Peneliti dari Pusat Makroekonomi dan Keuangan di Institute for Development of Economics and Finance (Indef), Riza Annisa Pujarama, menyampaikan bahwa dampak positif dari program Makan Bergizi Gratis (MBG) baru akan terlihat dalam jangka panjang.
"Efek dari Makan Bergizi Gratis (MBG) akan terlihat dalam jangka waktu yang panjang," ujar Annisa dalam sebuah diskusi publik yang digelar secara virtual di Jakarta, Rabu.
Dalam jangka pendek, salah satu manfaat dari program MBG adalah meningkatkan kehadiran siswa di sekolah, yang diharapkan dapat mendukung proses pembelajaran mereka sehingga lebih bermanfaat ke depannya.

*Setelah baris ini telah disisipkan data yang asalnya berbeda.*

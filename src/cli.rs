//! Command-line interface definitions using clap

use clap::{Parser, Subcommand};

use crate::config::StorageBackend;

/// linkvault - allocate and resolve short links
#[derive(Parser, Debug)]
#[command(name = "linkvault")]
#[command(version)]
#[command(about = "Allocate and resolve short links", long_about = None)]
pub struct Cli {
    /// Configuration file (default: config.toml)
    #[arg(long, short = 'c', global = true)]
    pub config: Option<String>,

    /// Override storage.backend (database, memory, redis)
    #[arg(long, global = true)]
    pub backend: Option<StorageBackend>,

    #[command(subcommand)]
    pub command: Commands,
}

#[derive(Subcommand, Debug)]
pub enum Commands {
    /// Shorten a URL
    ///
    /// Without --alias a random code is generated.
    Shorten {
        /// Target URL (http:// or https://)
        url: String,

        /// Reserve this exact code instead of a random one
        #[arg(long, short = 'a')]
        alias: Option<String>,

        /// Owner reference stored with the link
        #[arg(long)]
        owner: Option<String>,
    },

    /// Print the target URL for a short code
    Resolve { code: String },

    /// Show the full record for a short code
    Show { code: String },

    /// Delete a short code
    Delete { code: String },

    /// Manage configuration
    Config {
        #[command(subcommand)]
        action: ConfigCommands,
    },
}

#[derive(Subcommand, Debug)]
pub enum ConfigCommands {
    /// Write a configuration file populated with defaults
    Generate {
        /// Output path (default: config.example.toml)
        output_path: Option<String>,

        /// Overwrite an existing file
        #[arg(long)]
        force: bool,
    },
}

#[cfg(test)]
mod tests {
    use super::*;

    #[test]
    fn test_parse_shorten_with_alias() {
        let cli = Cli::try_parse_from([
            "linkvault",
            "shorten",
            "https://example.com",
            "--alias",
            "promo",
            "--owner",
            "42",
        ])
        .unwrap();

        match cli.command {
            Commands::Shorten { url, alias, owner } => {
                assert_eq!(url, "https://example.com");
                assert_eq!(alias.as_deref(), Some("promo"));
                assert_eq!(owner.as_deref(), Some("42"));
            }
            other => panic!("unexpected command: {:?}", other),
        }
    }

    #[test]
    fn test_global_flags_after_subcommand() {
        let cli = Cli::try_parse_from([
            "linkvault",
            "resolve",
            "abc123",
            "--backend",
            "memory",
            "-c",
            "custom.toml",
        ])
        .unwrap();

        assert_eq!(cli.backend, Some(StorageBackend::Memory));
        assert_eq!(cli.config.as_deref(), Some("custom.toml"));
    }

    #[test]
    fn test_unknown_backend_rejected() {
        assert!(Cli::try_parse_from(["linkvault", "--backend", "sled", "show", "x"]).is_err());
    }

    #[test]
    fn test_subcommand_required() {
        assert!(Cli::try_parse_from(["linkvault"]).is_err());
    }
}
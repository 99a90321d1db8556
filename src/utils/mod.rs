pub mod url_validator;

pub use url_validator::validate_url;
use async_trait::async_trait;
use redis::AsyncCommands;
use redis::aio::ConnectionManager;
use tracing::{debug, info};

use super::models::{ReserveOutcome, UrlRecord};
use super::traits::UniquenessStore;
use crate::config::StorageConfig;
use crate::errors::{LinkVaultError, Result};

/// Redis-backed store. Records are JSON strings under `<prefix><code>`;
/// `SETNX` provides the atomic reservation.
pub struct RedisStore {
    conn: ConnectionManager,
    key_prefix: String,
}

fn record_key(prefix: &str, code: &str) -> String {
    format!("{}{}", prefix, code)
}

impl RedisStore {
    pub async fn new(config: &StorageConfig) -> Result<Self> {
        let client = redis::Client::open(config.redis_url.as_str())
            .map_err(|e| LinkVaultError::config(format!("Invalid Redis URL: {}", e)))?;

        // ConnectionManager reconnects on its own after a dropped connection
        let conn = ConnectionManager::new(client).await.map_err(|e| {
            LinkVaultError::storage_unavailable(format!(
                "Cannot connect to Redis at {}: {}",
                config.redis_url, e
            ))
        })?;

        info!("REDIS store initialized (prefix '{}')", config.redis_key_prefix);
        Ok(Self {
            conn,
            key_prefix: config.redis_key_prefix.clone(),
        })
    }
}

#[async_trait]
impl UniquenessStore for RedisStore {
    async fn try_reserve(&self, record: &UrlRecord) -> Result<ReserveOutcome> {
        let key = record_key(&self.key_prefix, &record.short_code);
        let payload = serde_json::to_string(record)?;

        let mut conn = self.conn.clone();
        let inserted: bool = conn.set_nx(&key, payload).await?;

        if inserted {
            debug!("RedisStore: reserved '{}'", record.short_code);
            Ok(ReserveOutcome::Reserved)
        } else {
            Ok(ReserveOutcome::AlreadyExists)
        }
    }

    async fn get(&self, code: &str) -> Result<Option<UrlRecord>> {
        let mut conn = self.conn.clone();
        let data: Option<String> = conn.get(record_key(&self.key_prefix, code)).await?;

        data.map(|raw| serde_json::from_str(&raw).map_err(LinkVaultError::from))
            .transpose()
    }

    async fn delete(&self, code: &str) -> Result<()> {
        let mut conn = self.conn.clone();
        let removed: u64 = conn.del(record_key(&self.key_prefix, code)).await?;

        if removed == 0 {
            return Err(LinkVaultError::not_found(format!(
                "Short code '{}' does not exist",
                code
            )));
        }
        Ok(())
    }

    fn backend_name(&self) -> &'static str {
        "redis"
    }
}
//! User-facing surfaces

pub mod cli;
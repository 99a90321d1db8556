pub mod url_record;

pub use url_record::Entity as UrlRecordEntity;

Sementara itu, terkait peningkatan gizi melalui asupan nutrisi—khususnya dalam upaya mencegah stunting pada ibu hamil—dampaknya hanya bisa diamati dalam jangka panjang setelah terjadi perubahan pola konsumsi makanan akibat program MBG.

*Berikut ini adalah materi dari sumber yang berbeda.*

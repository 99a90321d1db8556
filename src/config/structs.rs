use serde::{Deserialize, Serialize};
use strum::{AsRefStr, EnumString};

use crate::errors::{LinkVaultError, Result};

/// Default random-mode alphabet: lowercase letters followed by digits.
pub const DEFAULT_ALPHABET: &str = "abcdefghijklmnopqrstuvwxyz0123456789";

/// Upper bound for any short code, random or custom. Matches the width of
/// the `short_code` column.
pub const MAX_CODE_LENGTH: usize = 64;

/// How random-mode candidates are produced
#[derive(
    Debug, Clone, Copy, PartialEq, Eq, Default, Serialize, Deserialize, AsRefStr, EnumString,
)]
#[serde(rename_all = "lowercase")]
#[strum(serialize_all = "lowercase", ascii_case_insensitive)]
pub enum CodeStrategy {
    /// `length` symbols drawn uniformly from `alphabet`
    #[default]
    Random,
    /// `<5 lowercase letters>-<unix timestamp>`
    Timestamped,
}

/// Storage backend selection
#[derive(
    Debug, Clone, Copy, PartialEq, Eq, Default, Serialize, Deserialize, AsRefStr, EnumString,
)]
#[serde(rename_all = "lowercase")]
#[strum(serialize_all = "lowercase", ascii_case_insensitive)]
pub enum StorageBackend {
    #[default]
    Database,
    Memory,
    Redis,
}

/// Log line encoding
#[derive(
    Debug, Clone, Copy, PartialEq, Eq, Default, Serialize, Deserialize, AsRefStr, EnumString,
)]
#[serde(rename_all = "lowercase")]
#[strum(serialize_all = "lowercase", ascii_case_insensitive)]
pub enum LogFormat {
    #[default]
    Text,
    Json,
}

/// Static configuration (TOML + environment)
///
/// - generator: short code generation
/// - storage: backend selection and connection
/// - logging: log output
#[derive(Debug, Clone, Serialize, Deserialize, Default)]
pub struct StaticConfig {
    #[serde(default)]
    pub generator: GeneratorConfig,
    #[serde(default)]
    pub storage: StorageConfig,
    #[serde(default)]
    pub logging: LoggingConfig,
}

impl StaticConfig {
    /// Load from an optional TOML file, then environment overrides.
    ///
    /// Priority: ENV > file > defaults. ENV prefix `LV`, separator `__`,
    /// e.g. `LV__GENERATOR__LENGTH=8`.
    pub fn load(path: Option<&str>) -> Result<Self> {
        use config::{Config, Environment, File};

        let path = path.unwrap_or("config.toml");

        let settings = Config::builder()
            .add_source(File::with_name(path).required(false))
            // Values stay strings until deserialization so that numeric-looking
            // text (an all-digit alphabet) is not reparsed as a number
            .add_source(Environment::with_prefix("LV").separator("__"))
            .build()?;

        let config: StaticConfig = settings.try_deserialize()?;
        config.validate()?;
        Ok(config)
    }

    pub fn validate(&self) -> Result<()> {
        self.generator.validate()
    }

    /// Defaults rendered as TOML
    pub fn generate_sample_config() -> String {
        toml::to_string_pretty(&Self::default())
            .unwrap_or_else(|e| format!("Error generating sample config: {}", e))
    }

    pub fn save_to_file<P: AsRef<std::path::Path>>(&self, path: P) -> anyhow::Result<()> {
        let content = toml::to_string_pretty(self)?;

        if let Some(parent) = path.as_ref().parent()
            && !parent.as_os_str().is_empty()
            && !parent.exists()
        {
            std::fs::create_dir_all(parent)?;
        }

        std::fs::write(path, content)?;
        Ok(())
    }
}

/// Short code generation
#[derive(Debug, Clone, Serialize, Deserialize)]
pub struct GeneratorConfig {
    #[serde(default)]
    pub strategy: CodeStrategy,
    #[serde(default = "default_alphabet")]
    pub alphabet: String,
    #[serde(default = "default_code_length")]
    pub length: usize,
    #[serde(default = "default_max_attempts")]
    pub max_attempts: u32,
    #[serde(default = "default_custom_alias_max_length")]
    pub custom_alias_max_length: usize,
}

impl GeneratorConfig {
    pub fn validate(&self) -> Result<()> {
        if self.alphabet.is_empty() {
            return Err(LinkVaultError::config("generator.alphabet must not be empty"));
        }
        if let Some(c) = self.alphabet.chars().find(|c| !c.is_ascii_alphanumeric()) {
            return Err(LinkVaultError::config(format!(
                "generator.alphabet contains '{}'; only ASCII letters and digits are allowed",
                c
            )));
        }
        let mut seen = std::collections::HashSet::new();
        if let Some(c) = self.alphabet.chars().find(|c| !seen.insert(*c)) {
            return Err(LinkVaultError::config(format!(
                "generator.alphabet repeats '{}'",
                c
            )));
        }
        if self.length == 0 || self.length > MAX_CODE_LENGTH {
            return Err(LinkVaultError::config(format!(
                "generator.length must be between 1 and {}, got {}",
                MAX_CODE_LENGTH, self.length
            )));
        }
        if self.max_attempts == 0 {
            return Err(LinkVaultError::config(
                "generator.max_attempts must be at least 1",
            ));
        }
        if self.custom_alias_max_length == 0 || self.custom_alias_max_length > MAX_CODE_LENGTH {
            return Err(LinkVaultError::config(format!(
                "generator.custom_alias_max_length must be between 1 and {}, got {}",
                MAX_CODE_LENGTH, self.custom_alias_max_length
            )));
        }
        Ok(())
    }
}

impl Default for GeneratorConfig {
    fn default() -> Self {
        Self {
            strategy: CodeStrategy::default(),
            alphabet: default_alphabet(),
            length: default_code_length(),
            max_attempts: default_max_attempts(),
            custom_alias_max_length: default_custom_alias_max_length(),
        }
    }
}

/// Storage backend
#[derive(Debug, Clone, Serialize, Deserialize)]
pub struct StorageConfig {
    #[serde(default)]
    pub backend: StorageBackend,
    #[serde(default = "default_database_url")]
    pub database_url: String,
    #[serde(default = "default_pool_size")]
    pub pool_size: u32,
    #[serde(default = "default_retry_count")]
    pub retry_count: u32,
    #[serde(default = "default_retry_base_delay_ms")]
    pub retry_base_delay_ms: u64,
    #[serde(default = "default_retry_max_delay_ms")]
    pub retry_max_delay_ms: u64,
    #[serde(default = "default_redis_url")]
    pub redis_url: String,
    #[serde(default = "default_redis_key_prefix")]
    pub redis_key_prefix: String,
}

impl Default for StorageConfig {
    fn default() -> Self {
        Self {
            backend: StorageBackend::default(),
            database_url: default_database_url(),
            pool_size: default_pool_size(),
            retry_count: default_retry_count(),
            retry_base_delay_ms: default_retry_base_delay_ms(),
            retry_max_delay_ms: default_retry_max_delay_ms(),
            redis_url: default_redis_url(),
            redis_key_prefix: default_redis_key_prefix(),
        }
    }
}

#[derive(Debug, Clone, Serialize, Deserialize)]
pub struct LoggingConfig {
    #[serde(default = "default_log_level")]
    pub level: String,
    #[serde(default)]
    pub format: LogFormat,
    #[serde(default)]
    pub file: Option<String>,
    #[serde(default)]
    pub enable_rotation: bool,
    #[serde(default = "default_max_backups")]
    pub max_backups: u32,
}

impl Default for LoggingConfig {
    fn default() -> Self {
        Self {
            level: default_log_level(),
            format: LogFormat::default(),
            file: None,
            enable_rotation: false,
            max_backups: default_max_backups(),
        }
    }
}

fn default_alphabet() -> String {
    DEFAULT_ALPHABET.to_string()
}

fn default_code_length() -> usize {
    6
}

fn default_max_attempts() -> u32 {
    10
}

fn default_custom_alias_max_length() -> usize {
    20
}

fn default_database_url() -> String {
    "sqlite://linkvault.db".to_string()
}

fn default_pool_size() -> u32 {
    10
}

fn default_retry_count() -> u32 {
    3
}

fn default_retry_base_delay_ms() -> u64 {
    100
}

fn default_retry_max_delay_ms() -> u64 {
    2000
}

fn default_redis_url() -> String {
    "redis://127.0.0.1:6379/".to_string()
}

fn default_redis_key_prefix() -> String {
    "linkvault:".to_string()
}

fn default_log_level() -> String {
    "info".to_string()
}

fn default_max_backups() -> u32 {
    5
}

“Manfaat ini tidak bisa terlihat dalam waktu singkat, terutama dalam kaitannya dengan pencegahan stunting pada ibu hamil yang kelak melahirkan. Ini adalah program jangka panjang dengan hasil yang baru bisa diukur nanti,” jelasnya.
Tahapan pelaksanaan program MBG pada tahun 2025 akan dimulai dengan periode Januari hingga April, yang menargetkan 3 juta penerima manfaat dengan 937 unit Satuan Pemenuhan Pelayanan Gizi (SPPG). Selanjutnya, pada periode April hingga Agustus, jumlah penerima manfaat meningkat menjadi 6 juta dengan 2.000 unit SPPG, dan pada periode Agustus hingga Desember, cakupan program bertambah menjadi 15-17,5 juta penerima manfaat dengan 5.000 unit SPPG.

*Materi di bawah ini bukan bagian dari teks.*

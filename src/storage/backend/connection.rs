use std::time::Duration;

use sea_orm::{ConnectOptions, Database, DatabaseConnection};
use tracing::info;

use crate::errors::{LinkVaultError, Result};
use migration::{Migrator, MigratorTrait};

/// Open a SQLite pool (creating the file if missing) with WAL enabled.
///
/// In-memory databases are pinned to a single connection; each sqlite
/// connection to `:memory:` would otherwise see its own empty database.
pub async fn connect_sqlite(database_url: &str, pool_size: u32) -> Result<DatabaseConnection> {
    use sea_orm::SqlxSqliteConnector;
    use sea_orm::sqlx::sqlite::{
        SqliteConnectOptions, SqliteJournalMode, SqlitePoolOptions, SqliteSynchronous,
    };
    use std::str::FromStr;

    let opt = SqliteConnectOptions::from_str(database_url)
        .map_err(|e| LinkVaultError::config(format!("Invalid SQLite URL: {}", e)))?
        .create_if_missing(true)
        .journal_mode(SqliteJournalMode::Wal)
        .synchronous(SqliteSynchronous::Normal)
        .busy_timeout(Duration::from_secs(5));

    let max_connections = if database_url.contains(":memory:") {
        1
    } else {
        pool_size.max(1)
    };

    let pool = SqlitePoolOptions::new()
        .max_connections(max_connections)
        .connect_with(opt)
        .await
        .map_err(|e| {
            LinkVaultError::storage_unavailable(format!("Cannot open SQLite database: {}", e))
        })?;

    Ok(SqlxSqliteConnector::from_sqlx_sqlite_pool(pool))
}

/// Connect to MySQL / PostgreSQL
pub async fn connect_generic(
    database_url: &str,
    backend_name: &str,
    pool_size: u32,
) -> Result<DatabaseConnection> {
    let mut opt = ConnectOptions::new(database_url.to_owned());
    opt.max_connections(pool_size)
        .min_connections(pool_size.min(5))
        .connect_timeout(Duration::from_secs(8))
        .acquire_timeout(Duration::from_secs(8))
        .idle_timeout(Duration::from_secs(300))
        .max_lifetime(Duration::from_secs(3600))
        .sqlx_logging(false);

    Database::connect(opt).await.map_err(|e| {
        LinkVaultError::storage_unavailable(format!(
            "Cannot connect to {} database: {}",
            backend_name.to_uppercase(),
            e
        ))
    })
}

pub async fn run_migrations(db: &DatabaseConnection) -> Result<()> {
    Migrator::up(db, None)
        .await
        .map_err(|e| LinkVaultError::storage_unavailable(format!("Migration failed: {}", e)))?;

    info!("Database migrations completed");
    Ok(())
}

Annisa juga menyoroti bahwa anggaran yang dibutuhkan untuk MBG cukup besar, terutama mengingat kondisi Anggaran Pendapatan dan Belanja Negara (APBN) 2025 yang cukup ketat.
Terlebih lagi, APBN 2025 memerlukan pendanaan yang signifikan akibat besarnya utang jatuh tempo dan meningkatnya beban bunga yang mencapai Rp1.353,2 triliun. Tantangan ini semakin berat karena penerimaan pajak negara masih terbatas, sementara pertumbuhan Produk Domestik Bruto (PDB) mengalami perlambatan.
Setelah mengalami beberapa revisi dalam perhitungan biaya per orang, akhirnya disepakati bahwa anggaran MBG dalam APBN 2025 ditetapkan sebesar Rp71 triliun, dengan kemungkinan adanya peningkatan jumlah dana yang dibutuhkan.
Apabila mengacu pada target penerima manfaat sebesar 82,9 juta orang, maka total anggaran yang diperlukan untuk MBG bisa mencapai Rp215,54 triliun. Angka ini belum mencakup biaya operasional dan berbagai kebutuhan lainnya.
"Jumlah Rp215 triliun ini sangat besar bagi APBN, bahkan lebih tinggi dibandingkan anggaran belanja modal yang hanya mencapai Rp190 triliun. Selain itu, anggaran ini juga lebih besar dibandingkan dana bantuan sosial yang dialokasikan oleh pemerintah pusat," ujar Annisa.
Untuk mengatasi kebutuhan anggaran yang besar ini, pemerintah dapat mencari tambahan pendanaan dengan memanfaatkan pos belanja lain dalam APBN 2025 yang cukup besar, yaitu sebesar 21,46 persen dari total anggaran.
Pemerintah sendiri telah merencanakan pengeluaran dalam kategori belanja lainnya, yang mencakup bantuan sosial dari Presiden dan Wakil Presiden, biaya operasional lembaga tanpa anggaran khusus, mitigasi risiko fiskal, dukungan ketahanan pangan, hingga pembayaran kewajiban pemerintah.
"Sebenarnya, anggaran MBG dan tambahan dana yang diajukan oleh kementerian bisa diambil dari pos ini, meskipun jumlahnya mungkin tidak terlalu besar untuk mendukung program-program tersebut," tambahnya.
Annisa juga memberikan beberapa rekomendasi untuk pembiayaan program MBG, antara lain dengan menggandeng sektor swasta dan lembaga filantropi agar beban APBN tidak terlalu berat. Selain itu, ia menyarankan agar MBG dikolaborasikan dengan program yang sudah ada, terutama yang memiliki tujuan serupa dalam meningkatkan kesehatan dan pendidikan serta menekan angka stunting.
“Perlu ada sinergi antara kementerian dan lembaga, karena misalnya, Kementerian Kesehatan sudah memiliki program pemberian nutrisi untuk balita dan ibu hamil. Program-program semacam ini bisa dikolaborasikan agar anggaran lebih efisien. Demikian pula dengan bantuan sosial lainnya, seperti bantuan pangan bagi dunia pendidikan, PKH (Program Keluarga Harapan), dan sebagainya. Oleh karena itu, perlu dipetakan kembali program-program yang ada dan bagaimana dapat disinergikan untuk menambah sumber pendanaan bagi MBG,” tutup Annisa.